> [Problem] A word-for-word copy of the entries is the only acceptable reply.
(Supplied material Opens)
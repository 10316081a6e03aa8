use anyhow::{Result, anyhow};
use config::{Config, Environment, File};
use serde::Deserialize;

#[derive(Debug, Clone, Deserialize)]
pub struct Settings {
    pub api: Api,
    pub auth: Auth,
    pub session: Session,
    pub log: Log,
}

#[derive(Debug, Clone, Deserialize)]
pub struct Api {
    pub base: String,
    pub timeout_ms: u64,
}

#[derive(Debug, Clone, Deserialize)]
pub struct Auth {
    pub backend: String, // "http" or "fake"
    pub sign_in_path: String,
}

#[derive(Debug, Clone, Deserialize)]
pub struct Session {
    pub backend: String, // "memory" or "file"
    pub path: String,
}

#[derive(Debug, Clone, Deserialize)]
pub struct Log {
    pub filter: String,
}

#[cfg(debug_assertions)]
const SETTINGS_PATH: &str = "settings/dev.toml";
#[cfg(not(debug_assertions))]
const SETTINGS_PATH: &str = "settings/release.toml";

/// Environment overrides look like `GATEKEEPER__API__BASE`.
const ENV_PREFIX: &str = "GATEKEEPER";

pub fn parse_settings(path: Option<&str>) -> Result<Settings> {
    let path = path.unwrap_or(SETTINGS_PATH);

    let settings: Settings = Config::builder()
        .set_default("api.timeout_ms", 10_000)
        .map_err(|e| anyhow!(e))?
        .set_default("auth.backend", "http")
        .map_err(|e| anyhow!(e))?
        .set_default("auth.sign_in_path", "/auth/signin")
        .map_err(|e| anyhow!(e))?
        .set_default("session.backend", "memory")
        .map_err(|e| anyhow!(e))?
        .set_default("session.path", ".gatekeeper/session.json")
        .map_err(|e| anyhow!(e))?
        .set_default("log.filter", "info")
        .map_err(|e| anyhow!(e))?
        .add_source(File::with_name(path))
        .add_source(
            Environment::with_prefix(ENV_PREFIX)
                .prefix_separator("__")
                .separator("__"),
        )
        .build()
        .map_err(|e| anyhow!(e))?
        .try_deserialize()
        .map_err(|e| anyhow!(e))?;

    Ok(settings)
}
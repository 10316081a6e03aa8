//! Process-wide tracing setup with a filter that can be swapped once
//! settings are known.

mod logger;
pub use logger::*;

pub use tracing::{debug, error, info, trace, warn};
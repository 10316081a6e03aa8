use crate::domain_model::{AccessToken, AuthUser, DecodedToken, RefreshToken};
use chrono::Utc;
use std::sync::atomic::{AtomicU64, Ordering};
use std::sync::{PoisonError, RwLock};

#[derive(Debug, Clone, Default, PartialEq, Eq)]
pub struct Session {
    pub access_token: Option<AccessToken>,
    pub refresh_token: Option<RefreshToken>,
    pub user: Option<AuthUser>,
}

/// In-memory holder of the current session. Never performs I/O; persistence
/// is the session manager's job.
///
/// Every call that starts or ends a session bumps the epoch, so work begun
/// against one session cannot write into the next.
#[derive(Debug, Default)]
pub struct TokenStore {
    state: RwLock<Session>,
    epoch: AtomicU64,
}

impl TokenStore {
    pub fn new() -> Self {
        Self::default()
    }

    pub fn is_authenticated(&self) -> bool {
        let state = self.read();
        state.access_token.is_some() && state.user.is_some()
    }

    pub fn is_expired(&self) -> bool {
        self.is_expired_at(Utc::now().timestamp_millis())
    }

    /// Missing and undecodable tokens both count as expired.
    pub fn is_expired_at(&self, now_ms: i64) -> bool {
        let state = self.read();
        match &state.access_token {
            None => true,
            Some(token) => match DecodedToken::decode(token) {
                Ok(decoded) => decoded.is_expired_at(now_ms),
                Err(e) => {
                    tracing::debug!("access token failed to decode: {}", e);
                    true
                }
            },
        }
    }

    pub fn epoch(&self) -> u64 {
        self.epoch.load(Ordering::SeqCst)
    }

    /// The refresh token together with the epoch it belongs to.
    pub fn refresh_ticket(&self) -> Option<(RefreshToken, u64)> {
        let state = self.read();
        let token = state.refresh_token.clone()?;
        Some((token, self.epoch()))
    }

    pub fn set_session(&self, access: AccessToken, refresh: RefreshToken, user: AuthUser) {
        let mut state = self.write();
        self.epoch.fetch_add(1, Ordering::SeqCst);
        state.access_token = Some(access);
        state.refresh_token = Some(refresh);
        state.user = Some(user);
    }

    /// Swaps the access token and its identity together, keeping the refresh
    /// token, but only while `epoch` is still current. Returns false and
    /// leaves the session alone otherwise.
    pub fn replace_access_in(&self, epoch: u64, access: AccessToken, user: AuthUser) -> bool {
        let mut state = self.write();
        if self.epoch() != epoch {
            return false;
        }
        state.access_token = Some(access);
        state.user = Some(user);
        true
    }

    /// Loads persisted tokens. The user is decoded when the access token
    /// allows it, whether or not it has expired.
    pub fn restore(&self, access: Option<AccessToken>, refresh: Option<RefreshToken>) {
        let user = access
            .as_ref()
            .and_then(|token| DecodedToken::decode(token).ok())
            .map(|decoded| decoded.user());

        let mut state = self.write();
        self.epoch.fetch_add(1, Ordering::SeqCst);
        state.access_token = if user.is_some() { access } else { None };
        state.refresh_token = refresh;
        state.user = user;
    }

    pub fn clear(&self) {
        let mut state = self.write();
        self.epoch.fetch_add(1, Ordering::SeqCst);
        *state = Session::default();
    }

    pub fn access_token(&self) -> Option<AccessToken> {
        self.read().access_token.clone()
    }

    pub fn refresh_token(&self) -> Option<RefreshToken> {
        self.read().refresh_token.clone()
    }

    pub fn user(&self) -> Option<AuthUser> {
        self.read().user.clone()
    }

    pub fn snapshot(&self) -> Session {
        self.read().clone()
    }

    fn read(&self) -> std::sync::RwLockReadGuard<'_, Session> {
        self.state.read().unwrap_or_else(PoisonError::into_inner)
    }

    fn write(&self) -> std::sync::RwLockWriteGuard<'_, Session> {
        self.state.write().unwrap_or_else(PoisonError::into_inner)
    }
}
(Supplied material Closes)
> [Final answer]
repository 10316081a6e03aa8
use anyhow::{Result, anyhow};
use config::{Config, Environment, File};
use serde::Deserialize;

#[derive(Debug, Clone, Deserialize)]
pub struct Settings {
    pub api: Api,
    pub auth: Auth,
    pub session: Session,
    pub log: Log,
}

#[derive(Debug, Clone, Deserialize)]
pub struct Api {
    pub base: String,
    pub timeout_ms: u64,
}

#[derive(Debug, Clone, Deserialize)]
pub struct Auth {
    pub backend: String, // "http" or "fake"
    pub sign_in_path: String,
}

#[derive(Debug, Clone, Deserialize)]
pub struct Session {
    pub backend: String, // "memory" or "file"
    pub path: String,
}

#[derive(Debug, Clone, Deserialize)]
pub struct Log {
    pub filter: String,
}

#[cfg(debug_assertions)]
const SETTINGS_PATH: &str = "settings/dev.toml";
#[cfg(not(debug_assertions))]
const SETTINGS_PATH: &str = "settings/release.toml";

/// Environment overrides look like `GATEKEEPER__API__BASE`.
const ENV_PREFIX: &str = "GATEKEEPER";

pub fn parse_settings(path: Option<&str>) -> Result<Settings> {
    let path = path.unwrap_or(SETTINGS_PATH);

    let settings: Settings = Config::builder()
        .set_default("api.timeout_ms", 10_000)
        .map_err(|e| anyhow!(e))?
        .set_default("auth.backend", "http")
        .map_err(|e| anyhow!(e))?
        .set_default("auth.sign_in_path", "/auth/signin")
        .map_err(|e| anyhow!(e))?
        .set_default("session.backend", "memory")
        .map_err(|e| anyhow!(e))?
        .set_default("session.path", ".gatekeeper/session.json")
        .map_err(|e| anyhow!(e))?
        .set_default("log.filter", "info")
        .map_err(|e| anyhow!(e))?
        .add_source(File::with_name(path))
        .add_source(
            Environment::with_prefix(ENV_PREFIX)
                .prefix_separator("__")
                .separator("__"),
        )
        .build()
        .map_err(|e| anyhow!(e))?
        .try_deserialize()
        .map_err(|e| anyhow!(e))?;

    Ok(settings)
}
repository 10316081a6e03aa8
//! Process-wide tracing setup with a filter that can be swapped once
//! settings are known.

mod logger;
pub use logger::*;

pub use tracing::{debug, error, info, trace, warn};
repository 10316081a6e03aa8
use crate::domain_model::{AccessToken, AuthUser, DecodedToken, RefreshToken};
use chrono::Utc;
use std::sync::atomic::{AtomicU64, Ordering};
use std::sync::{PoisonError, RwLock};

#[derive(Debug, Clone, Default, PartialEq, Eq)]
pub struct Session {
    pub access_token: Option<AccessToken>,
    pub refresh_token: Option<RefreshToken>,
    pub user: Option<AuthUser>,
}

/// In-memory holder of the current session. Never performs I/O; persistence
/// is the session manager's job.
///
/// Every call that starts or ends a session bumps the epoch, so work begun
/// against one session cannot write into the next.
#[derive(Debug, Default)]
pub struct TokenStore {
    state: RwLock<Session>,
    epoch: AtomicU64,
}

impl TokenStore {
    pub fn new() -> Self {
        Self::default()
    }

    pub fn is_authenticated(&self) -> bool {
        let state = self.read();
        state.access_token.is_some() && state.user.is_some()
    }

    pub fn is_expired(&self) -> bool {
        self.is_expired_at(Utc::now().timestamp_millis())
    }

    /// Missing and undecodable tokens both count as expired.
    pub fn is_expired_at(&self, now_ms: i64) -> bool {
        let state = self.read();
        match &state.access_token {
            None => true,
            Some(token) => match DecodedToken::decode(token) {
                Ok(decoded) => decoded.is_expired_at(now_ms),
                Err(e) => {
                    tracing::debug!("access token failed to decode: {}", e);
                    true
                }
            },
        }
    }

    pub fn epoch(&self) -> u64 {
        self.epoch.load(Ordering::SeqCst)
    }

    /// The refresh token together with the epoch it belongs to.
    pub fn refresh_ticket(&self) -> Option<(RefreshToken, u64)> {
        let state = self.read();
        let token = state.refresh_token.clone()?;
        Some((token, self.epoch()))
    }

    pub fn set_session(&self, access: AccessToken, refresh: RefreshToken, user: AuthUser) {
        let mut state = self.write();
        self.epoch.fetch_add(1, Ordering::SeqCst);
        state.access_token = Some(access);
        state.refresh_token = Some(refresh);
        state.user = Some(user);
    }

    /// Swaps the access token and its identity together, keeping the refresh
    /// token, but only while `epoch` is still current. Returns false and
    /// leaves the session alone otherwise.
    pub fn replace_access_in(&self, epoch: u64, access: AccessToken, user: AuthUser) -> bool {
        let mut state = self.write();
        if self.epoch() != epoch {
            return false;
        }
        state.access_token = Some(access);
        state.user = Some(user);
        true
    }

    /// Loads persisted tokens. The user is decoded when the access token
    /// allows it, whether or not it has expired.
    pub fn restore(&self, access: Option<AccessToken>, refresh: Option<RefreshToken>) {
        let user = access
            .as_ref()
            .and_then(|token| DecodedToken::decode(token).ok())
            .map(|decoded| decoded.user());

        let mut state = self.write();
        self.epoch.fetch_add(1, Ordering::SeqCst);
        state.access_token = if user.is_some() { access } else { None };
        state.refresh_token = refresh;
        state.user = user;
    }

    pub fn clear(&self) {
        let mut state = self.write();
        self.epoch.fetch_add(1, Ordering::SeqCst);
        *state = Session::default();
    }

    pub fn access_token(&self) -> Option<AccessToken> {
        self.read().access_token.clone()
    }

    pub fn refresh_token(&self) -> Option<RefreshToken> {
        self.read().refresh_token.clone()
    }

    pub fn user(&self) -> Option<AuthUser> {
        self.read().user.clone()
    }

    pub fn snapshot(&self) -> Session {
        self.read().clone()
    }

    fn read(&self) -> std::sync::RwLockReadGuard<'_, Session> {
        self.state.read().unwrap_or_else(PoisonError::into_inner)
    }

    fn write(&self) -> std::sync::RwLockWriteGuard<'_, Session> {
        self.state.write().unwrap_or_else(PoisonError::into_inner)
    }
}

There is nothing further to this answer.